Let’s be curious about ourselves and platforms
Hi Frances, thanks for comment. yes, I too have started reading about the enlightenment (perhaps too late given these blog posts). You make a good point and nicely bring the incuriosity round to our own, not unproblematic past. I suppose following on from the previous post, I would say I don’t think it’s the case that ignorance is always to be decried, we are all ignorant in so many topics, and people have busy lives so I wouldn’t want to be judging people on what they know or don’t know. But rather it’s the over-arching attitude towards knowledge, or the acquisition of knowledge itself. There are lots of subjects we don’t know about, and are more curious about some than others. But in general we are curious about lives, perspectives etc other than our own, indeed these are the ones that are most interesting.
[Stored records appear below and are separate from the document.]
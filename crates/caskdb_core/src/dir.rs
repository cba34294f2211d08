//! Storage directory management.
//!
//! This module handles the file system layout for CaskDB:
//!
//! ```text
//! <db_path>/
//! ├─ LOCK              # Advisory lock for single-writer
//! ├─ 000000000.data    # Oldest segment
//! ├─ 000000001.data
//! └─ 000000002.data    # Active segment (highest id)
//! ```
//!
//! Segment ids are persisted only as file names. Files that don't match the
//! segment naming scheme are ignored.

use crate::error::{CoreError, CoreResult};
use crate::types::SegmentId;
use fs2::FileExt;
use parking_lot::Mutex;
use std::fs::{self, File, OpenOptions};
use std::path::{Path, PathBuf};

/// Lock file name within the storage directory.
const LOCK_FILE: &str = "LOCK";
/// Extension of segment files.
const SEGMENT_EXTENSION: &str = "data";

/// Manages the storage directory and its advisory lock.
///
/// # Thread Safety
///
/// When locking is enabled, a `SegmentDir` holds an exclusive lock on the
/// directory until [`SegmentDir::unlock`] or drop. A second instance on the same directory
/// fails with [`CoreError::DirectoryLocked`].
///
/// # Example
///
/// ```rust,ignore
/// use caskdb_core::SegmentDir;
/// use std::path::Path;
///
/// let dir = SegmentDir::open(Path::new("my_db"), true, true)?;
/// for id in dir.list_segments()? {
///     println!("{}", dir.segment_path(id).display());
/// }
/// ```
#[derive(Debug)]
pub struct SegmentDir {
    /// Root directory path.
    path: PathBuf,
    /// Lock file handle (held for exclusive access until released).
    lock_file: Mutex<Option<File>>,
}

impl SegmentDir {
    /// Opens or creates a storage directory.
    ///
    /// # Errors
    ///
    /// Returns an error if:
    /// - The directory doesn't exist and `create_if_missing` is false
    /// - The path exists but is not a directory
    /// - Another process holds the lock (returns `DirectoryLocked`)
    /// - I/O errors occur
    pub fn open(path: &Path, create_if_missing: bool, lock: bool) -> CoreResult<Self> {
        if !path.exists() {
            if create_if_missing {
                fs::create_dir_all(path).map_err(|e| CoreError::segment_io(path, e))?;
            } else {
                return Err(CoreError::InvalidPath {
                    path: path.to_path_buf(),
                    reason: "directory does not exist",
                });
            }
        }

        if !path.is_dir() {
            return Err(CoreError::InvalidPath {
                path: path.to_path_buf(),
                reason: "not a directory",
            });
        }

        let lock_file = if lock {
            let lock_path = path.join(LOCK_FILE);
            let lock_file = OpenOptions::new()
                .read(true)
                .write(true)
                .create(true)
                .truncate(false)
                .open(&lock_path)
                .map_err(|e| CoreError::segment_io(&lock_path, e))?;

            // Non-blocking: a held lock means another engine owns the directory.
            if lock_file.try_lock_exclusive().is_err() {
                return Err(CoreError::DirectoryLocked);
            }
            Some(lock_file)
        } else {
            None
        };

        Ok(Self {
            path: path.to_path_buf(),
            lock_file: Mutex::new(lock_file),
        })
    }

    /// Releases the directory lock, if held.
    ///
    /// The lock is also released when the `SegmentDir` is dropped.
    pub fn unlock(&self) -> CoreResult<()> {
        match self.lock_file.lock().take() {
            Some(file) => FileExt::unlock(&file)
                .map_err(|e| CoreError::segment_io(self.path.join(LOCK_FILE), e)),
            None => Ok(()),
        }
    }

    /// Returns true while the directory lock is held.
    #[must_use]
    pub fn is_locked(&self) -> bool {
        self.lock_file.lock().is_some()
    }

    /// Returns the path to the storage directory.
    #[must_use]
    pub fn path(&self) -> &Path {
        &self.path
    }

    /// Returns the path of a segment file, e.g. `000000001.data`.
    #[must_use]
    pub fn segment_path(&self, id: SegmentId) -> PathBuf {
        self.path.join(segment_file_name(id))
    }

    /// Lists segment ids present in the directory, in ascending order.
    pub fn list_segments(&self) -> CoreResult<Vec<SegmentId>> {
        let entries =
            fs::read_dir(&self.path).map_err(|e| CoreError::segment_io(&self.path, e))?;

        let mut ids = Vec::new();
        for entry in entries {
            let entry = entry.map_err(|e| CoreError::segment_io(&self.path, e))?;
            let path = entry.path();
            if !path.is_file() {
                continue;
            }
            if let Some(id) = parse_segment_file_name(&path) {
                ids.push(id);
            }
        }
        ids.sort_unstable();
        Ok(ids)
    }

    /// Creates an empty segment file and returns its path.
    ///
    /// The directory is fsynced so the new entry survives a crash.
    pub fn create_segment_file(&self, id: SegmentId) -> CoreResult<PathBuf> {
        let segment_path = self.segment_path(id);
        OpenOptions::new()
            .create(true)
            .append(true)
            .open(&segment_path)
            .map_err(|e| CoreError::segment_io(&segment_path, e))?;
        self.sync_directory()?;
        Ok(segment_path)
    }

    /// Deletes segment files in ascending id order.
    ///
    /// Missing files are skipped. After deletion the directory is fsynced.
    /// Returns the number of files removed.
    pub fn delete_segment_files(&self, ids: &[SegmentId]) -> CoreResult<usize> {
        let mut ids = ids.to_vec();
        ids.sort_unstable();

        let mut deleted = 0;
        for id in ids {
            let segment_path = self.segment_path(id);
            match fs::remove_file(&segment_path) {
                Ok(()) => {
                    tracing::debug!(segment_id = %id, "deleted segment file");
                    deleted += 1;
                }
                Err(e) if e.kind() == std::io::ErrorKind::NotFound => {}
                Err(e) => return Err(CoreError::segment_io(&segment_path, e)),
            }
        }

        if deleted > 0 {
            self.sync_directory()?;
        }
        Ok(deleted)
    }

    /// Syncs the directory so entry creations and removals are durable.
    ///
    /// Windows has no directory fsync; NTFS journals metadata instead.
    #[cfg(unix)]
    pub fn sync_directory(&self) -> CoreResult<()> {
        let dir = File::open(&self.path).map_err(|e| CoreError::segment_io(&self.path, e))?;
        dir.sync_all()
            .map_err(|e| CoreError::segment_io(&self.path, e))
    }

    /// Syncs the directory so entry creations and removals are durable.
    #[cfg(not(unix))]
    pub fn sync_directory(&self) -> CoreResult<()> {
        Ok(())
    }
}

/// Formats the file name of a segment.
#[must_use]
pub fn segment_file_name(id: SegmentId) -> String {
    format!("{id}.{SEGMENT_EXTENSION}")
}

/// Parses a segment id out of a `<digits>.data` file name.
#[must_use]
pub fn parse_segment_file_name(path: &Path) -> Option<SegmentId> {
    if path.extension()? != SEGMENT_EXTENSION {
        return None;
    }
    let stem = path.file_stem()?.to_str()?;
    if stem.is_empty() || !stem.bytes().all(|b| b.is_ascii_digit()) {
        return None;
    }
    stem.parse().ok().map(SegmentId::new)
}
I remain absolutely committed to education as a means for emancipation but that huge aspiration means that it must itself be subject to scrutiny. I was shocked by the smug and well-meaning superiority of some in HE whose diagnosis of not getting the #Remain outcome they and I wanted was ignorant voters. I don’t think all Brexit voters were incurious. That has some uncomfortable parallels with some of the Enlightenment attitude to say women, and also to anecdotes 1, 2 and 4 in your post. They are more about power than information. In preparing for OER17, I came across a poem by Peter Reilly about the Kinder Scout Trespass (done by the educated and working class people) in which he posited the idea that ‘the foundation of the state is education’ that has had me thinking since end of 2016. Trespass and voting can be done perfectly well without a university education and incuriosity exists in the academy. I have been banging on (and engaging in research) in the sociotech of platforms and learning for quite a few years now and encountered quite a lack of curiosity. It seems to me that in Edtech who is saying something often seems to matter more than what is said.